■ Task statement: In the listing beneath this line, copy exactly the lines starting with the one containing "the whole evaluation." and going on through the one containing "let mut all_hold = true;".
Start of Block
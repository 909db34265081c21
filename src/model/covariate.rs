//! Covariate definitions carried by a drug model

use chrono::{DateTime, Datelike, Utc};
use serde::{Deserialize, Serialize};

use crate::units::Unit;

/// Predicate a covariate value has to satisfy
#[derive(Clone, Debug, Serialize, Deserialize)]
pub enum ValidationRule {
    /// Every value is acceptable
    Any,
    /// Value must lie in `[min, max]`
    Range { min: f64, max: f64 },
    /// Value must be at least `min`
    AtLeast(f64),
    /// Value must be at most `max`
    AtMost(f64),
    /// Value must equal one of the listed values
    InSet(Vec<f64>),
}

impl ValidationRule {
    /// Check a value against the rule
    pub fn check(&self, value: f64) -> bool {
        match self {
            ValidationRule::Any => true,
            ValidationRule::Range { min, max } => *min <= value && value <= *max,
            ValidationRule::AtLeast(min) => value >= *min,
            ValidationRule::AtMost(max) => value <= *max,
            ValidationRule::InSet(allowed) => allowed.contains(&value),
        }
    }
}

/// What a covariate definition measures
///
/// Age definitions are never observed directly; their value is derived
/// from the patient's `birthdate` observation at the computation instant.
#[derive(Clone, Copy, Debug, PartialEq, Eq, Serialize, Deserialize)]
pub enum CovariateKind {
    Value,
    AgeInYears,
    AgeInMonths,
    AgeInWeeks,
    AgeInDays,
}

impl CovariateKind {
    /// Check whether this kind derives its value from a birthdate
    pub fn is_age(&self) -> bool {
        !matches!(self, CovariateKind::Value)
    }

    /// Compute the age at `now` for a given birthdate, in this kind's unit
    pub fn age_from(&self, birthdate: DateTime<Utc>, now: DateTime<Utc>) -> f64 {
        match self {
            CovariateKind::Value => 0.0,
            CovariateKind::AgeInDays => (now - birthdate).num_days() as f64,
            CovariateKind::AgeInWeeks => (now - birthdate).num_weeks() as f64,
            CovariateKind::AgeInMonths => {
                let mut months = (now.year() - birthdate.year()) as i64 * 12
                    + (now.month() as i64 - birthdate.month() as i64);
                if now.day() < birthdate.day() {
                    months -= 1;
                }
                months.max(0) as f64
            }
            CovariateKind::AgeInYears => {
                let mut years = (now.year() - birthdate.year()) as i64;
                if (now.month(), now.day()) < (birthdate.month(), birthdate.day()) {
                    years -= 1;
                }
                years.max(0) as f64
            }
        }
    }
}

/// A covariate a drug model is parameterized by
///
/// A definition flagged as computed is derived by the computation engine
/// from other covariates and is never matched against patient data.
#[derive(Clone, Debug, Serialize, Deserialize)]
pub struct CovariateDefinition {
    id: String,
    unit: Unit,
    default_value: f64,
    rule: ValidationRule,
    kind: CovariateKind,
    computed: bool,
    validation_warning: String,
}

impl CovariateDefinition {
    pub fn new(id: impl Into<String>, unit: Unit, default_value: f64, rule: ValidationRule) -> Self {
        let id = id.into();
        let validation_warning = format!("Value out of the range accepted for {}", id);
        CovariateDefinition {
            id,
            unit,
            default_value,
            rule,
            kind: CovariateKind::Value,
            computed: false,
            validation_warning,
        }
    }

    /// Mark the definition as derived by the computation engine
    pub fn computed(mut self) -> Self {
        self.computed = true;
        self
    }

    /// Set the kind of quantity the definition measures
    pub fn with_kind(mut self, kind: CovariateKind) -> Self {
        self.kind = kind;
        self
    }

    /// Set the warning text attached to failed validations
    pub fn with_validation_warning(mut self, warning: impl Into<String>) -> Self {
        self.validation_warning = warning.into();
        self
    }

    /// Get the covariate identifier
    pub fn id(&self) -> &str {
        &self.id
    }

    /// Get the unit values are expected in
    pub fn unit(&self) -> &Unit {
        &self.unit
    }

    /// Get the model's default value
    pub fn default_value(&self) -> f64 {
        self.default_value
    }

    /// Get the validation rule
    pub fn rule(&self) -> &ValidationRule {
        &self.rule
    }

    /// Get the kind of quantity measured
    pub fn kind(&self) -> CovariateKind {
        self.kind
    }

    /// Check whether the definition is derived by the computation engine
    pub fn is_computed(&self) -> bool {
        self.computed
    }

    /// Get the warning text attached to failed validations
    pub fn validation_warning(&self) -> &str {
        &self.validation_warning
    }
}

#[cfg(test)]
mod tests {
    use super::*;
    use chrono::TimeZone;

    #[test]
    fn test_rule_checks() {
        assert!(ValidationRule::Any.check(f64::MAX));
        assert!(ValidationRule::Range { min: 3.0, max: 125.0 }.check(70.0));
        assert!(!ValidationRule::Range { min: 3.0, max: 125.0 }.check(2.0));
        assert!(ValidationRule::AtLeast(18.0).check(18.0));
        assert!(!ValidationRule::AtMost(5.0).check(5.1));
        assert!(ValidationRule::InSet(vec![0.0, 1.0]).check(1.0));
        assert!(!ValidationRule::InSet(vec![0.0, 1.0]).check(0.5));
    }

    #[test]
    fn test_age_in_years_counts_completed_years() {
        let birth = Utc.with_ymd_and_hms(2000, 7, 15, 0, 0, 0).unwrap();
        let before_birthday = Utc.with_ymd_and_hms(2018, 7, 10, 8, 0, 0).unwrap();
        let after_birthday = Utc.with_ymd_and_hms(2018, 7, 20, 8, 0, 0).unwrap();

        assert_eq!(CovariateKind::AgeInYears.age_from(birth, before_birthday), 17.0);
        assert_eq!(CovariateKind::AgeInYears.age_from(birth, after_birthday), 18.0);
    }

    #[test]
    fn test_age_in_days_and_weeks() {
        let birth = Utc.with_ymd_and_hms(2018, 6, 1, 0, 0, 0).unwrap();
        let now = Utc.with_ymd_and_hms(2018, 7, 13, 0, 0, 0).unwrap();

        assert_eq!(CovariateKind::AgeInDays.age_from(birth, now), 42.0);
        assert_eq!(CovariateKind::AgeInWeeks.age_from(birth, now), 6.0);
    }

    #[test]
    fn test_age_in_months_adjusts_for_day_of_month() {
        let birth = Utc.with_ymd_and_hms(2018, 1, 20, 0, 0, 0).unwrap();
        let now = Utc.with_ymd_and_hms(2018, 7, 10, 0, 0, 0).unwrap();
        assert_eq!(CovariateKind::AgeInMonths.age_from(birth, now), 5.0);
    }
}
//! Measurement units and value conversion
//!
//! Covariate observations, doses, half-lives and concentration samples all
//! carry a unit. Conversion between two units is only defined within the
//! same dimension (time, mass, concentration, length); converting across
//! dimensions is an error the caller has to deal with.

use std::collections::HashMap;
use std::fmt;

use lazy_static::lazy_static;
use serde::{Deserialize, Serialize};
use thiserror::Error;

/// Errors raised by unit conversion
#[derive(Error, Debug, Clone, PartialEq)]
pub enum UnitError {
    #[error("Unknown unit: {0}")]
    Unknown(String),
    #[error("Cannot convert from {from} to {to}")]
    Incompatible { from: String, to: String },
}

/// A unit of measurement, identified by its symbol
///
/// Units are plain symbols ("mg", "h", "ug/l", ...). Two units compare
/// equal when their symbols match. The empty symbol and `"-"` denote a
/// dimensionless quantity.
#[derive(Clone, Debug, PartialEq, Eq, Hash, Serialize, Deserialize)]
pub struct Unit(String);

impl Unit {
    pub fn new(symbol: impl Into<String>) -> Self {
        Unit(symbol.into())
    }

    /// Get the unit symbol
    pub fn symbol(&self) -> &str {
        &self.0
    }

    /// Check whether this unit denotes a dimensionless quantity
    pub fn is_dimensionless(&self) -> bool {
        self.0.is_empty() || self.0 == "-"
    }
}

impl fmt::Display for Unit {
    fn fmt(&self, f: &mut fmt::Formatter<'_>) -> fmt::Result {
        write!(f, "{}", self.0)
    }
}

impl From<&str> for Unit {
    fn from(symbol: &str) -> Self {
        Unit::new(symbol)
    }
}

#[derive(Clone, Copy, PartialEq, Eq, Hash, Debug)]
enum Dimension {
    Time,
    Mass,
    Concentration,
    Length,
}

lazy_static! {
    /// Factor from each known symbol to the base unit of its dimension
    /// (seconds, grams, g/l, meters).
    static ref FACTORS: HashMap<&'static str, (Dimension, f64)> = {
        let mut m = HashMap::new();
        // Time, base: second
        m.insert("s", (Dimension::Time, 1.0));
        m.insert("min", (Dimension::Time, 60.0));
        m.insert("h", (Dimension::Time, 3_600.0));
        m.insert("d", (Dimension::Time, 86_400.0));
        m.insert("w", (Dimension::Time, 604_800.0));
        // Mass, base: gram
        m.insert("ug", (Dimension::Mass, 1e-6));
        m.insert("mg", (Dimension::Mass, 1e-3));
        m.insert("g", (Dimension::Mass, 1.0));
        m.insert("kg", (Dimension::Mass, 1e3));
        // Concentration, base: g/l
        m.insert("ug/l", (Dimension::Concentration, 1e-6));
        m.insert("mg/l", (Dimension::Concentration, 1e-3));
        m.insert("g/l", (Dimension::Concentration, 1.0));
        m.insert("ug/ml", (Dimension::Concentration, 1e-3));
        m.insert("mg/ml", (Dimension::Concentration, 1.0));
        // Length, base: meter
        m.insert("cm", (Dimension::Length, 1e-2));
        m.insert("m", (Dimension::Length, 1.0));
        m
    };
}

/// Convert a value between two compatible units
///
/// Identity conversions (same symbol, or both dimensionless) always
/// succeed. Anything else requires both units to be known and to share a
/// dimension.
pub fn convert(value: f64, from: &Unit, to: &Unit) -> Result<f64, UnitError> {
    if from == to || (from.is_dimensionless() && to.is_dimensionless()) {
        return Ok(value);
    }

    let (from_dim, from_factor) = FACTORS
        .get(from.symbol())
        .ok_or_else(|| UnitError::Unknown(from.symbol().to_string()))?;
    let (to_dim, to_factor) = FACTORS
        .get(to.symbol())
        .ok_or_else(|| UnitError::Unknown(to.symbol().to_string()))?;

    if from_dim != to_dim {
        return Err(UnitError::Incompatible {
            from: from.symbol().to_string(),
            to: to.symbol().to_string(),
        });
    }

    Ok(value * from_factor / to_factor)
}

/// Convert a duration-valued quantity to hours
pub fn to_hours(value: f64, unit: &Unit) -> Result<f64, UnitError> {
    convert(value, unit, &Unit::new("h"))
}

/// Convert a duration-valued quantity to days
pub fn to_days(value: f64, unit: &Unit) -> Result<f64, UnitError> {
    convert(value, unit, &Unit::new("d"))
}

#[cfg(test)]
mod tests {
    use super::*;

    #[test]
    fn test_identity_conversion() {
        let mg = Unit::new("mg");
        assert_eq!(convert(5.0, &mg, &mg).unwrap(), 5.0);
    }

    #[test]
    fn test_mass_conversion() {
        assert_eq!(
            convert(2.0, &Unit::new("g"), &Unit::new("mg")).unwrap(),
            2_000.0
        );
        assert_eq!(
            convert(500.0, &Unit::new("mg"), &Unit::new("g")).unwrap(),
            0.5
        );
    }

    #[test]
    fn test_time_conversion() {
        assert_eq!(to_hours(2.0, &Unit::new("d")).unwrap(), 48.0);
        assert_eq!(to_days(48.0, &Unit::new("h")).unwrap(), 2.0);
        assert_eq!(
            convert(90.0, &Unit::new("min"), &Unit::new("h")).unwrap(),
            1.5
        );
    }

    #[test]
    fn test_concentration_conversion() {
        assert_eq!(
            convert(1.0, &Unit::new("mg/l"), &Unit::new("ug/l")).unwrap(),
            1_000.0
        );
        assert_eq!(
            convert(1.0, &Unit::new("ug/ml"), &Unit::new("mg/l")).unwrap(),
            1.0
        );
    }

    #[test]
    fn test_conversion_round_trip_precision() {
        use approx::assert_relative_eq;

        let value = convert(0.3, &Unit::new("g/l"), &Unit::new("mg/l")).unwrap();
        assert_relative_eq!(value, 300.0, max_relative = 1e-12);
        let back = convert(value, &Unit::new("mg/l"), &Unit::new("g/l")).unwrap();
        assert_relative_eq!(back, 0.3, max_relative = 1e-12);
    }

    #[test]
    fn test_incompatible_dimensions() {
        let err = convert(1.0, &Unit::new("mg"), &Unit::new("h")).unwrap_err();
        assert!(matches!(err, UnitError::Incompatible { .. }));
    }

    #[test]
    fn test_unknown_unit() {
        let err = convert(1.0, &Unit::new("parsec"), &Unit::new("m")).unwrap_err();
        assert_eq!(err, UnitError::Unknown("parsec".to_string()));
    }

    #[test]
    fn test_dimensionless() {
        assert_eq!(convert(3.0, &Unit::new(""), &Unit::new("-")).unwrap(), 3.0);
    }
}
//! Domain constraints restricting which patients a drug model applies to

use chrono::{DateTime, Utc};
use serde::{Deserialize, Serialize};
use thiserror::Error;

use crate::model::covariate::ValidationRule;
use crate::model::DrugModel;
use crate::treatment::{Treatment, TreatmentError};
use crate::units::{self, Unit, UnitError};

/// Errors raised while evaluating domain constraints
#[derive(Error, Debug, Clone, PartialEq)]
pub enum ConstraintError {
    #[error(transparent)]
    Treatment(#[from] TreatmentError),
    #[error(transparent)]
    Unit(#[from] UnitError),
}

/// Severity of a domain constraint
#[derive(Clone, Copy, Debug, PartialEq, Eq, Serialize, Deserialize)]
pub enum ConstraintKind {
    /// Violation rules the model out
    Hard,
    /// Violation degrades the model to partially compatible
    Soft,
}

/// One restriction over a patient covariate
#[derive(Clone, Debug, Serialize, Deserialize)]
pub struct DomainConstraint {
    id: String,
    covariate_id: String,
    unit: Unit,
    kind: ConstraintKind,
    rule: ValidationRule,
}

impl DomainConstraint {
    pub fn new(
        id: impl Into<String>,
        covariate_id: impl Into<String>,
        unit: Unit,
        kind: ConstraintKind,
        rule: ValidationRule,
    ) -> Self {
        DomainConstraint {
            id: id.into(),
            covariate_id: covariate_id.into(),
            unit,
            kind,
            rule,
        }
    }

    /// Get the constraint identifier
    pub fn id(&self) -> &str {
        &self.id
    }

    /// Get the identifier of the constrained covariate
    pub fn covariate_id(&self) -> &str {
        &self.covariate_id
    }

    /// Get the severity of the constraint
    pub fn kind(&self) -> ConstraintKind {
        self.kind
    }
}

/// Verdict of a domain-constraint evaluation
#[derive(Clone, Copy, Debug, PartialEq, Eq, Serialize, Deserialize)]
pub enum ConstraintVerdict {
    Compatible,
    PartiallyCompatible,
    Incompatible,
}

/// Outcome of checking one constraint
#[derive(Clone, Debug, Serialize, Deserialize)]
pub struct ConstraintDetail {
    constraint_id: String,
    satisfied: bool,
}

impl ConstraintDetail {
    /// Get the identifier of the checked constraint
    pub fn constraint_id(&self) -> &str {
        &self.constraint_id
    }

    /// Check whether the constraint held over the whole window
    pub fn satisfied(&self) -> bool {
        self.satisfied
    }
}

/// Result of evaluating all constraints of a model over a time window
#[derive(Clone, Debug, Serialize, Deserialize)]
pub struct ConstraintEvaluation {
    verdict: ConstraintVerdict,
    details: Vec<ConstraintDetail>,
}

impl ConstraintEvaluation {
    /// Get the overall verdict
    pub fn verdict(&self) -> ConstraintVerdict {
        self.verdict
    }

    /// Get the per-constraint outcomes
    pub fn details(&self) -> &[ConstraintDetail] {
        &self.details
    }
}

/// Evaluate a model's domain constraints against the covariate history
///
/// Every observation of the constrained covariate within `[start, end]`
/// must satisfy the constraint. A violated hard constraint makes the
/// model incompatible; a violated soft constraint, or a constraint with
/// no observation to check, leaves it partially compatible. Observations
/// that cannot be parsed or converted fail the whole evaluation.
pub fn evaluate_constraints(
    model: &DrugModel,
    treatment: &Treatment,
    start: DateTime<Utc>,
    end: DateTime<Utc>,
) -> Result<ConstraintEvaluation, ConstraintError> {
    let mut verdict = ConstraintVerdict::Compatible;
    let mut details = Vec::new();

    for constraint in model.constraints() {
        let observations: Vec<_> = treatment
            .covariates_by_id(&constraint.covariate_id)
            .into_iter()
            .filter(|c| start <= c.date() && c.date() <= end)
            .collect();

        let satisfied = if observations.is_empty() {
            demote(&mut verdict, ConstraintVerdict::PartiallyCompatible);
            false
        } else {
            let mut all_hold = true;
            for observation in observations {
                let raw = observation.parse_value()?;
                let value = units::convert(raw, observation.unit(), &constraint.unit)?;
                if !constraint.rule.check(value) {
                    all_hold = false;
                }
            }
            if !all_hold {
                match constraint.kind {
                    ConstraintKind::Hard => demote(&mut verdict, ConstraintVerdict::Incompatible),
                    ConstraintKind::Soft => {
                        demote(&mut verdict, ConstraintVerdict::PartiallyCompatible)
                    }
                }
            }
            all_hold
        };

        details.push(ConstraintDetail {
            constraint_id: constraint.id.clone(),
            satisfied,
        });
    }

    Ok(ConstraintEvaluation { verdict, details })
}

fn demote(current: &mut ConstraintVerdict, to: ConstraintVerdict) {
    let rank = |v: ConstraintVerdict| match v {
        ConstraintVerdict::Compatible => 0,
        ConstraintVerdict::PartiallyCompatible => 1,
        ConstraintVerdict::Incompatible => 2,
    };
    if rank(to) > rank(*current) {
        *current = to;
    }
}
End of Block
■ Output below:
/// that cannot be parsed or converted fail the whole evaluation.
pub fn evaluate_constraints(
    model: &DrugModel,
    treatment: &Treatment,
    start: DateTime<Utc>,
    end: DateTime<Utc>,
) -> Result<ConstraintEvaluation, ConstraintError> {
    let mut verdict = ConstraintVerdict::Compatible;
    let mut details = Vec::new();

    for constraint in model.constraints() {
        let observations: Vec<_> = treatment
            .covariates_by_id(&constraint.covariate_id)
            .into_iter()
            .filter(|c| start <= c.date() && c.date() <= end)
            .collect();

        let satisfied = if observations.is_empty() {
            demote(&mut verdict, ConstraintVerdict::PartiallyCompatible);
            false
        } else {
            let mut all_hold = true;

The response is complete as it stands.